The teacher can’t hear the children over all this monsoon racket, all the zillion spoons whacking the rusty roofs, all the wicked tin streams flipping full-grown bucks off their hooves. Everywhere there used to be a river, there’s a bigger river now. Every hard face on the block is sopping. Even the court where girls from St. Ignominius ran the roughneck boys off to play their own three-on-three in plaid skirts and church shoes for cash? —forget it. The whole city’s a flash flood with brawn enough to flush trucks sideways down the capitol’s widest drives: the crushed tonnage bobs around a bit at the foot of some Spanish bastard’s statue, before it stalls and pools on white church steps. Brute pilgrims. Face it, paddling dogs won’t make it, so children got no shot. But quick thinking, the teacher lashes her students, two at a time, with wire and stray twine. She binds them across their breasts to trees and metal posts lining the street’s half flooded walk. No goddamned way, she swears.

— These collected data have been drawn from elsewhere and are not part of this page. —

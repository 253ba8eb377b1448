//! SCUBA-2 continuum sensitivity calculator.
//!
//! | Mode | Requirement | Output |
//! |------|-------------|--------|
//! | `time` | target RMS in one filter (mJy/beam) | elapsed time (hours) |
//! | `rms` | elapsed time (hours) | RMS at 850 and 450 µm (mJy/beam) |
//!
//! SCUBA-2 observes both filters simultaneously, so the RMS mode reports
//! both. The 450 µm value is left empty when the atmosphere is too opaque
//! for an estimate.

pub mod itc;

use propcalc_core::errors::{CalcError, CalcResult};
use propcalc_core::parse::{
    choice, parse_duration, parse_fields, parse_float, parse_text, validate_input_keys,
};
use propcalc_core::result::{Calculation, CalculatorResult, Extra, WEATHER_COMPARISON};
use propcalc_core::sectioned_list::SectionedList;
use propcalc_core::units::convert;
use propcalc_core::value::{CalculatorMode, CalculatorValue, FieldFormat, Mode, Value, Values};
use propcalc_core::{values, Calculator};

use crate::jcmt::position::PositionType;
use crate::jcmt::weather::weather_comparison;
use crate::jcmt::{condense_drop_null, condense_merge_values, condense_tau_band, position_type_label};

pub use itc::{
    Filter, MapMode, Sampling, Scuba2Engine, Scuba2Error, Scuba2Itc, Scuba2Observation,
    Scuba2Parameters,
};

pub const TIME: Mode = 1;
pub const RMS: Mode = 2;

pub const VERSION: u32 = 1;

static MODES: [(Mode, CalculatorMode); 2] = [
    (TIME, CalculatorMode::new("time", "Time required")),
    (RMS, CalculatorMode::new("rms", "Sensitivity")),
];

const MAP: CalculatorValue = CalculatorValue::new("map", "Map type", "Map", FieldFormat::Text, None);
const SAMP: CalculatorValue =
    CalculatorValue::new("samp", "Sampling", "Sampling", FieldFormat::Text, None);
const PIX_850: CalculatorValue = CalculatorValue::new(
    "pix850",
    "Pixel size at 850 \u{b5}m",
    "Pix. 850",
    FieldFormat::Fixed(1),
    Some("arcsec"),
);
const PIX_450: CalculatorValue = CalculatorValue::new(
    "pix450",
    "Pixel size at 450 \u{b5}m",
    "Pix. 450",
    FieldFormat::Fixed(1),
    Some("arcsec"),
);
const POS: CalculatorValue =
    CalculatorValue::new("pos", "Source position", "Pos.", FieldFormat::Fixed(1), None);
const POS_TYPE: CalculatorValue =
    CalculatorValue::new("pos_type", "Position type", "Pos. type", FieldFormat::Text, None);
const TAU: CalculatorValue =
    CalculatorValue::new("tau", "225 GHz opacity", "tau225", FieldFormat::Fixed(3), None);
const WL: CalculatorValue =
    CalculatorValue::new("wl", "Wavelength", "Wavelength", FieldFormat::Text, Some("\u{b5}m"));
const IN_RMS: CalculatorValue = CalculatorValue::new(
    "rms",
    "Target sensitivity",
    "RMS",
    FieldFormat::Fixed(3),
    Some("mJy/beam"),
);
const IN_TIME: CalculatorValue =
    CalculatorValue::new("time", "Time", "Time", FieldFormat::Fixed(3), Some("hours"));

const OUT_TIME: CalculatorValue =
    CalculatorValue::new("time", "Time required", "Time", FieldFormat::Fixed(3), Some("hours"));
const OUT_RMS_850: CalculatorValue = CalculatorValue::new(
    "rms_850",
    "Sensitivity at 850 \u{b5}m",
    "RMS 850",
    FieldFormat::Fixed(3),
    Some("mJy/beam"),
);
const OUT_RMS_450: CalculatorValue = CalculatorValue::new(
    "rms_450",
    "Sensitivity at 450 \u{b5}m",
    "RMS 450",
    FieldFormat::Fixed(3),
    Some("mJy/beam"),
);

#[derive(Debug, Clone)]
pub struct Scuba2Calculator<E = Scuba2Itc> {
    engine: E,
}

impl Scuba2Calculator {
    pub fn new() -> Self {
        Self::with_engine(Scuba2Itc::default())
    }

    pub fn from_parameters(parameters: Scuba2Parameters) -> Self {
        Self::with_engine(Scuba2Itc::from_parameters(parameters))
    }
}

impl Default for Scuba2Calculator {
    fn default() -> Self {
        Self::new()
    }
}

impl<E: Scuba2Engine> Scuba2Calculator<E> {
    pub fn with_engine(engine: E) -> Self {
        Self { engine }
    }

    pub fn engine(&self) -> &E {
        &self.engine
    }

    fn check_mode(mode: Mode) -> CalcResult<()> {
        match mode {
            TIME | RMS => Ok(()),
            _ => Err(CalcError::UnknownMode(mode)),
        }
    }

    fn observation(&self, input: &Values, extra: &mut Extra) -> CalcResult<Scuba2Observation> {
        let map_mode = self.engine.map_mode(input.str("map")?)?.code.clone();
        let sampling: Sampling = choice(input.str("samp")?, "sampling")?;

        let mut pixel = |filter: Filter, code: &str| -> CalcResult<f64> {
            match self.engine.pixel_size(sampling, &map_mode, filter)? {
                Some(size) => {
                    extra.insert(format!("pix_{filter}"), size.into());
                    Ok(size)
                }
                None => Ok(input.float(code)?),
            }
        };
        let pixel_850 = pixel(Filter::F850, "pix850")?;
        let pixel_450 = pixel(Filter::F450, "pix450")?;

        let position_type = PositionType::from_code(input.str("pos_type")?)?;
        let airmass = position_type.airmass(input.float("pos")?)?;
        if position_type != PositionType::Airmass {
            extra.insert("airmass".to_string(), airmass.into());
        }

        let tau_225 = input.float("tau")?;
        if tau_225 < 0.0 {
            return Err(CalcError::user("The opacity must not be negative."));
        }

        Ok(Scuba2Observation {
            map_mode,
            tau_225,
            airmass,
            pixel_850,
            pixel_450,
        })
    }

    /// The primary output of a mode.
    fn primary(&self, mode: Mode, obs: &Scuba2Observation, input: &Values) -> CalcResult<f64> {
        match mode {
            TIME => {
                let filter: Filter = choice(input.str("wl")?, "wavelength")?;
                let time = self.engine.time_for_rms(obs, filter, input.float("rms")?)?;
                Ok(convert(time, "s", "h")?)
            }
            RMS => {
                let time = convert(input.float("time")?, "h", "s")?;
                Ok(self.engine.rms_for_time(obs, Filter::F850, time)?)
            }
            _ => Err(CalcError::UnknownMode(mode)),
        }
    }
}

fn wavelength_label(_code: &str, value: &Value) -> String {
    format!("mJy/beam at {value} \u{b5}m")
}

impl<E: Scuba2Engine> Calculator for Scuba2Calculator<E> {
    fn code(&self) -> &'static str {
        "scuba2"
    }

    fn name(&self) -> &'static str {
        "SCUBA-2"
    }

    fn calc_version(&self) -> String {
        self.engine.version()
    }

    fn modes(&self) -> &'static [(Mode, CalculatorMode)] {
        &MODES
    }

    fn version(&self) -> u32 {
        VERSION
    }

    fn inputs(&self, mode: Mode, version: Option<u32>) -> CalcResult<SectionedList<CalculatorValue>> {
        Self::check_mode(mode)?;
        self.resolve_version(version)?;

        let mut inputs = SectionedList::new();
        inputs.extend([MAP, SAMP, PIX_850, PIX_450], Some("obs"), Some("Observation"));
        inputs.extend([POS, POS_TYPE, TAU], Some("src"), Some("Source and Conditions"));
        match mode {
            TIME => inputs.extend([WL, IN_RMS], Some("req"), Some("Requirement")),
            _ => inputs.append(IN_TIME, Some("req"), Some("Requirement")),
        }
        Ok(inputs)
    }

    fn outputs(&self, mode: Mode, version: Option<u32>) -> CalcResult<Vec<CalculatorValue>> {
        Self::check_mode(mode)?;
        self.resolve_version(version)?;
        match mode {
            TIME => Ok(vec![OUT_TIME]),
            _ => Ok(vec![OUT_RMS_850, OUT_RMS_450]),
        }
    }

    fn default_input(&self, mode: Mode) -> CalcResult<Values> {
        Self::check_mode(mode)?;
        let mut defaults = values! {
            "map" => "daisy",
            "samp" => Sampling::MapDefault.to_string(),
            "pix850" => Value::Null,
            "pix450" => Value::Null,
            "pos" => 40.0,
            "pos_type" => PositionType::Declination.to_string(),
            "tau" => 0.065,
        };
        match mode {
            TIME => {
                defaults.insert("wl", Filter::F850.to_string());
                defaults.insert("rms", 1.5);
            }
            _ => {
                defaults.insert("time", 1.0);
            }
        }
        Ok(defaults)
    }

    fn parse_input(
        &self,
        mode: Mode,
        raw: &Values,
        defaults: Option<&Values>,
    ) -> CalcResult<Values> {
        let inputs = self.inputs(mode, None)?;

        let is_custom = raw
            .get("samp")
            .filter(|value| !value.is_blank())
            .or_else(|| defaults.and_then(|d| d.get("samp")))
            .and_then(Value::as_str)
            .and_then(|samp| samp.trim().parse::<Sampling>().ok())
            == Some(Sampling::Custom);

        let parsed = parse_fields(&inputs, raw, defaults, |field, value| match field.code {
            "pix850" | "pix450" if !is_custom => Ok(Value::Null),
            "time" => parse_duration(value),
            "pix850" | "pix450" | "pos" | "tau" | "rms" => parse_float(value),
            _ => parse_text(value),
        })?;

        self.engine.map_mode(parsed.str("map")?)?;
        choice::<Sampling>(parsed.str("samp")?, "sampling")?;
        if mode == TIME {
            choice::<Filter>(parsed.str("wl")?, "wavelength")?;
        }

        PositionType::from_code(parsed.str("pos_type")?)?.validate(parsed.float("pos")?)?;
        if parsed.float("tau")? < 0.0 {
            return Err(CalcError::user("The opacity must not be negative."));
        }
        for code in ["pix850", "pix450"] {
            if let Some(size) = parsed.opt_float(code)? {
                if size <= 0.0 {
                    return Err(CalcError::user("The pixel size must be positive."));
                }
            }
        }

        Ok(parsed)
    }

    fn convert_input_mode(&self, mode: Mode, new_mode: Mode, input: &Values) -> CalcResult<Values> {
        Self::check_mode(mode)?;
        Self::check_mode(new_mode)?;
        if mode == new_mode {
            return Ok(input.clone());
        }
        log::debug!("Converting SCUBA-2 input from mode {mode} to {new_mode}");

        let result = self.calculate(mode, input)?;
        let mut converted = input.clone();
        match (mode, new_mode) {
            (TIME, RMS) => {
                converted.remove("wl");
                converted.remove("rms");
                converted.insert("time", result.output.float("time")?);
            }
            (RMS, TIME) => {
                converted.remove("time");
                converted.insert("wl", Filter::F850.to_string());
                converted.insert("rms", result.output.float("rms_850")?);
            }
            _ => {
                return Err(CalcError::internal(format!(
                    "Conversion from mode {mode} to {new_mode} is not supported"
                )))
            }
        }
        Ok(converted)
    }

    fn convert_input_version(
        &self,
        mode: Mode,
        old_version: u32,
        input: &Values,
    ) -> CalcResult<Values> {
        Self::check_mode(mode)?;
        match old_version {
            VERSION => Ok(input.clone()),
            _ => Err(CalcError::UnknownVersion(old_version)),
        }
    }

    fn calculate(&self, mode: Mode, input: &Values) -> CalcResult<CalculatorResult> {
        log::debug!("SCUBA-2 calculation in mode {mode}");
        validate_input_keys(&self.inputs(mode, None)?, input)?;

        let mut extra = Extra::new();
        let obs = self.observation(input, &mut extra)?;
        let primary = self.primary(mode, &obs, input)?;

        let output = match mode {
            TIME => {
                // The other filter is observed simultaneously.
                let filter: Filter = choice(input.str("wl")?, "wavelength")?;
                let other = match filter {
                    Filter::F850 => Filter::F450,
                    Filter::F450 => Filter::F850,
                };
                match self
                    .engine
                    .rms_for_time(&obs, other, convert(primary, "h", "s")?)
                {
                    Ok(rms) => {
                        extra.insert(format!("rms_{other}"), rms.into());
                    }
                    Err(err) => log::debug!("No {} estimate: {}", other.name(), err),
                }
                values! { OUT_TIME.code => primary }
            }
            _ => {
                let time = convert(input.float("time")?, "h", "s")?;
                let rms_450 = match self.engine.rms_for_time(&obs, Filter::F450, time) {
                    Ok(rms) => Value::Float(rms),
                    Err(Scuba2Error::TransmissionTooLow { .. }) => Value::Null,
                    Err(err) => return Err(err.into()),
                };
                values! { OUT_RMS_850.code => primary, OUT_RMS_450.code => rms_450 }
            }
        };

        for filter in [Filter::F850, Filter::F450] {
            extra.insert(
                format!("tau_{filter}"),
                self.engine.opacity(filter, obs.tau_225).into(),
            );
            extra.insert(
                format!("trans_{filter}"),
                self.engine.transmission(&obs, filter).into(),
            );
        }

        let comparison = weather_comparison(|tau| {
            let obs = Scuba2Observation {
                tau_225: tau,
                ..obs.clone()
            };
            self.primary(mode, &obs, input)
        });
        extra.insert(WEATHER_COMPARISON.to_string(), comparison.into());

        Ok(CalculatorResult::new(output, extra))
    }

    fn condense_calculation(
        &self,
        mode: Mode,
        version: u32,
        calculation: &mut Calculation,
    ) -> CalcResult<()> {
        Self::check_mode(mode)?;
        self.resolve_version(Some(version))?;

        condense_drop_null(calculation)?;
        condense_merge_values(calculation, &[("pos", "pos_type")], position_type_label)?;
        condense_merge_values(calculation, &[("rms", "wl")], wavelength_label)?;
        condense_tau_band(calculation, "tau")
    }
}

She won’t let one little one be washed out, even if their wriggling makes their armpits bleed, even if the kids must watch a good wood chair catch in an eddy, then swirl off. You can’t wish away the deluge. You can’t vanish the bloated carnage-waters. But the tykes in crew cuts and pigtails, still fastened to shafts and trunks in ragged rows, will survive. For now, their teacher has made them safe by building an orchard of them in the middle of a city road, this small chorus of young hard fruit, this little grove moaning.